Другая отзывается легким смешком:
– Ну ты деревня! Нос потерял кто-то у Гоголя, а этот из “Отцов и детей”.
Я мало чем могу помочь: к юным красавицам подходят приятели, и вся компания удаляется прочь, обсуждая, какая марка сигарет лучше…
В одну и ту же реку дважды не войти. И вроде бы сырая петербургская земля осталась прежней, прежние, полные свинцовой воды проплывают облака, не тронутые временем, катят свои тяжелые волны городские речные артерии, но ушло куда-то в небытие изумление странных и удивительных встреч в таких же странных и удивительных местах Петербурга, которые любил прорисовывать в своих произведениях Достоевский.

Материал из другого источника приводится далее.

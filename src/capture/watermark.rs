//! Watermark text and the semi-opaque band it is drawn on.
//!
//! Proportions follow a 24px bold face: 28px per line, 20px of band padding,
//! text 16px from the left edge and the last baseline 12px above the bottom.

use std::fmt::Display;

use chrono::{DateTime, TimeZone};
use font8x8::{UnicodeFonts, BASIC_FONTS, LATIN_FONTS};
use image::{Rgb, RgbImage};

use crate::models::SessionSnapshot;

pub const HEADER_LABEL: &str = "LAUDO";
pub const LINE_HEIGHT: u32 = 28;
pub const BAND_PADDING: u32 = 20;
pub const TEXT_LEFT: u32 = 16;
pub const BASELINE_INSET: u32 = 12;
pub const BAND_OPACITY: f32 = 0.55;

const GLYPH_CELLS: u32 = 8;
const GLYPH_SCALE: u32 = 3;
const TEXT_COLOR: Rgb<u8> = Rgb([255, 255, 255]);

/// `DD/MM/YYYY HH:MM:SS` in the timestamp's own zone.
pub fn format_timestamp<Tz>(at: &DateTime<Tz>) -> String
where
    Tz: TimeZone,
    Tz::Offset: Display,
{
    at.format("%d/%m/%Y %H:%M:%S").to_string()
}

/// Lines top to bottom: header, plate (if any), GPS (if any), token.
pub fn watermark_lines<Tz>(taken_at: &DateTime<Tz>, session: &SessionSnapshot) -> Vec<String>
where
    Tz: TimeZone,
    Tz::Offset: Display,
{
    let mut lines = vec![format!("{HEADER_LABEL} • {}", format_timestamp(taken_at))];

    if let Some(plate) = session.plate_hint.as_deref().filter(|p| !p.trim().is_empty()) {
        lines.push(format!("PLACA: {plate}"));
    }
    if let Some(location) = session.location {
        lines.push(format!(
            "GPS: {:.5}, {:.5}",
            location.latitude, location.longitude
        ));
    }
    lines.push(format!("TOKEN: {}", session.token));

    lines
}

pub fn band_height(line_count: usize) -> u32 {
    LINE_HEIGHT * line_count as u32 + BAND_PADDING
}

/// Darkens a bottom band sized to `lines` and writes them bottom-up, the
/// last line sitting on the lowest baseline.
pub fn apply_watermark(image: &mut RgbImage, lines: &[String]) {
    let (width, height) = image.dimensions();
    let band_top = height.saturating_sub(band_height(lines.len()));

    for y in band_top..height {
        for x in 0..width {
            let pixel = image.get_pixel_mut(x, y);
            for channel in pixel.0.iter_mut() {
                *channel = (*channel as f32 * (1.0 - BAND_OPACITY)).round() as u8;
            }
        }
    }

    let glyph_height = (GLYPH_CELLS * GLYPH_SCALE) as i64;
    let mut baseline = height as i64 - BASELINE_INSET as i64;
    for line in lines.iter().rev() {
        draw_text(image, line, TEXT_LEFT as i64, baseline - glyph_height);
        baseline -= LINE_HEIGHT as i64;
    }
}

fn draw_text(image: &mut RgbImage, text: &str, left: i64, top: i64) {
    let advance = (GLYPH_CELLS * GLYPH_SCALE) as i64;
    for (index, ch) in text.chars().enumerate() {
        draw_glyph(image, glyph(ch), left + index as i64 * advance, top);
    }
}

fn draw_glyph(image: &mut RgbImage, rows: [u8; 8], left: i64, top: i64) {
    let (width, height) = image.dimensions();
    let scale = GLYPH_SCALE as i64;

    for (row, bits) in rows.iter().enumerate() {
        for col in 0..GLYPH_CELLS as i64 {
            if bits & (1 << col) == 0 {
                continue;
            }
            for dy in 0..scale {
                for dx in 0..scale {
                    let x = left + col * scale + dx;
                    let y = top + row as i64 * scale + dy;
                    if x >= 0 && y >= 0 && (x as u32) < width && (y as u32) < height {
                        image.put_pixel(x as u32, y as u32, TEXT_COLOR);
                    }
                }
            }
        }
    }
}

/// Unknown characters render as blank cells. The bullet has no 8x8 glyph and
/// is drawn as a middle dot.
fn glyph(ch: char) -> [u8; 8] {
    let ch = if ch == '•' { '·' } else { ch };
    BASIC_FONTS
        .get(ch)
        .or_else(|| LATIN_FONTS.get(ch))
        .unwrap_or([0; 8])
}

#[cfg(test)]
mod tests {
    use chrono::{FixedOffset, Utc};

    use super::*;
    use crate::models::Location;

    fn snapshot(plate: Option<&str>, location: Option<Location>) -> SessionSnapshot {
        SessionSnapshot {
            token: "K3Q9ZA".into(),
            captured_at: Utc::now(),
            location,
            plate_hint: plate.map(str::to_string),
        }
    }

    fn taken_at() -> DateTime<FixedOffset> {
        FixedOffset::west_opt(3 * 3600)
            .unwrap()
            .with_ymd_and_hms(2024, 3, 7, 9, 5, 2)
            .unwrap()
    }

    #[test]
    fn timestamp_is_day_first_with_seconds() {
        assert_eq!(format_timestamp(&taken_at()), "07/03/2024 09:05:02");
    }

    #[test]
    fn bare_session_renders_header_and_token() {
        let lines = watermark_lines(&taken_at(), &snapshot(None, None));
        assert_eq!(
            lines,
            vec![
                "LAUDO • 07/03/2024 09:05:02".to_string(),
                "TOKEN: K3Q9ZA".to_string(),
            ]
        );
        assert_eq!(band_height(lines.len()), 76);
    }

    #[test]
    fn plate_and_location_add_two_lines_in_order() {
        let location = Location {
            latitude: -23.550519,
            longitude: -46.633309,
            accuracy_m: 8.0,
        };
        let lines = watermark_lines(&taken_at(), &snapshot(Some("ABC1D23"), Some(location)));

        assert_eq!(lines.len(), 4);
        assert!(lines[0].starts_with("LAUDO • "));
        assert_eq!(lines[1], "PLACA: ABC1D23");
        assert_eq!(lines[2], "GPS: -23.55052, -46.63331");
        assert_eq!(lines[3], "TOKEN: K3Q9ZA");
        assert_eq!(band_height(lines.len()), 132);
    }

    #[test]
    fn blank_plate_is_omitted() {
        let lines = watermark_lines(&taken_at(), &snapshot(Some("  "), None));
        assert_eq!(lines.len(), 2);
    }

    #[test]
    fn band_darkens_only_the_bottom() {
        let mut image = RgbImage::from_pixel(320, 200, Rgb([200, 200, 200]));
        let lines = vec!["TOKEN: K3Q9ZA".to_string()];
        apply_watermark(&mut image, &lines);

        let band_top = 200 - band_height(1);
        assert_eq!(image.get_pixel(300, band_top - 1), &Rgb([200, 200, 200]));
        assert_eq!(image.get_pixel(300, band_top), &Rgb([90, 90, 90]));
        assert_eq!(image.get_pixel(300, 199), &Rgb([90, 90, 90]));
    }

    #[test]
    fn text_is_burned_in_white_inside_the_band() {
        let mut image = RgbImage::from_pixel(320, 200, Rgb([0, 0, 0]));
        apply_watermark(&mut image, &["TOKEN: K3Q9ZA".to_string()]);

        let band_top = 200 - band_height(1);
        let white = image
            .enumerate_pixels()
            .filter(|(_, _, p)| **p == TEXT_COLOR)
            .collect::<Vec<_>>();
        assert!(!white.is_empty());
        assert!(white.iter().all(|(x, y, _)| *y >= band_top && *x >= TEXT_LEFT));
    }

    #[test]
    fn band_taller_than_image_is_clamped() {
        let mut image = RgbImage::from_pixel(40, 30, Rgb([100, 100, 100]));
        let lines = vec!["A".to_string(), "B".to_string(), "C".to_string()];
        apply_watermark(&mut image, &lines);
        assert_eq!(image.get_pixel(0, 0), &Rgb([45, 45, 45]));
    }
}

Особая “физиономия” города складывалась для Достоевского из бесконечных прогулок по улицам и переулкам, по набережным рек и каналов. И в юности, и в зрелом возрасте писатель всматривается и замечает то, что другим недоступно в силу творческой несостоятельности. Его дочь в своих воспоминаниях несколько раз указывает на “бродяжничество”, как на своего рода лабораторию, где опытным путем приготовлялись типичные черты, характеры, судьбы будущих персонажей. Достоевский “блуждал по самым темным и отдаленным улицам Петербурга”. Во время ходьбы он разговаривал сам с собою, жестикулировал, так что прохожие оборачивались на него. Друзья, встречавшиеся с ним, считали его сумасшедшим. “Он останавливался, неожиданно пораженный взглядом, улыбкой незнакомца, которые запечатлеваются в его мозгу”. Бродят по Петербургу его Раскольников, Макар Девушкин, чиновник Голядкин, Аркадий Долгорукий. Это не оздоровительные пешие прогулки, это – все крепче и туже завязывающийся узел. Узел человека и города.
Угрюмый город
“Что, не приходило вам в голову, что в Петербурге угрюмые улицы? Мне кажется, это самый угрюмый город, какой только может быть на свете”. Переулки, упирающиеся в глухие стены, подворотни, и истекающие зеленоватой сыростью, дворы, будто закопченные, темные и гулкие, в двадцать шагов, изломы набережных и затхлая тишина каналов. Достоевский сам страдает “видениями” города. То это город-мечта, то город-оборотень, то город-призрак. Но никогда – монументальный город. Блистательной Северной Пальмиры даже в самообманчивое утешение он никогда не рисует. Наоборот, высказывает в “Подростке” задумчивое предположение: “Мне сто раз среди этого тумана задавалась странная, но навязчивая греза: “А что, как разлетится этот туман и уйдет кверху, не уйдет ли с ним вместе и весь этот гнилой склизлый город, подымется с туманом и исчезнет как дым, и останется прежнее финское болото, а посреди его, пожалуй, для красы, бронзовый всадник на жарко дышащем, загнанном коне?”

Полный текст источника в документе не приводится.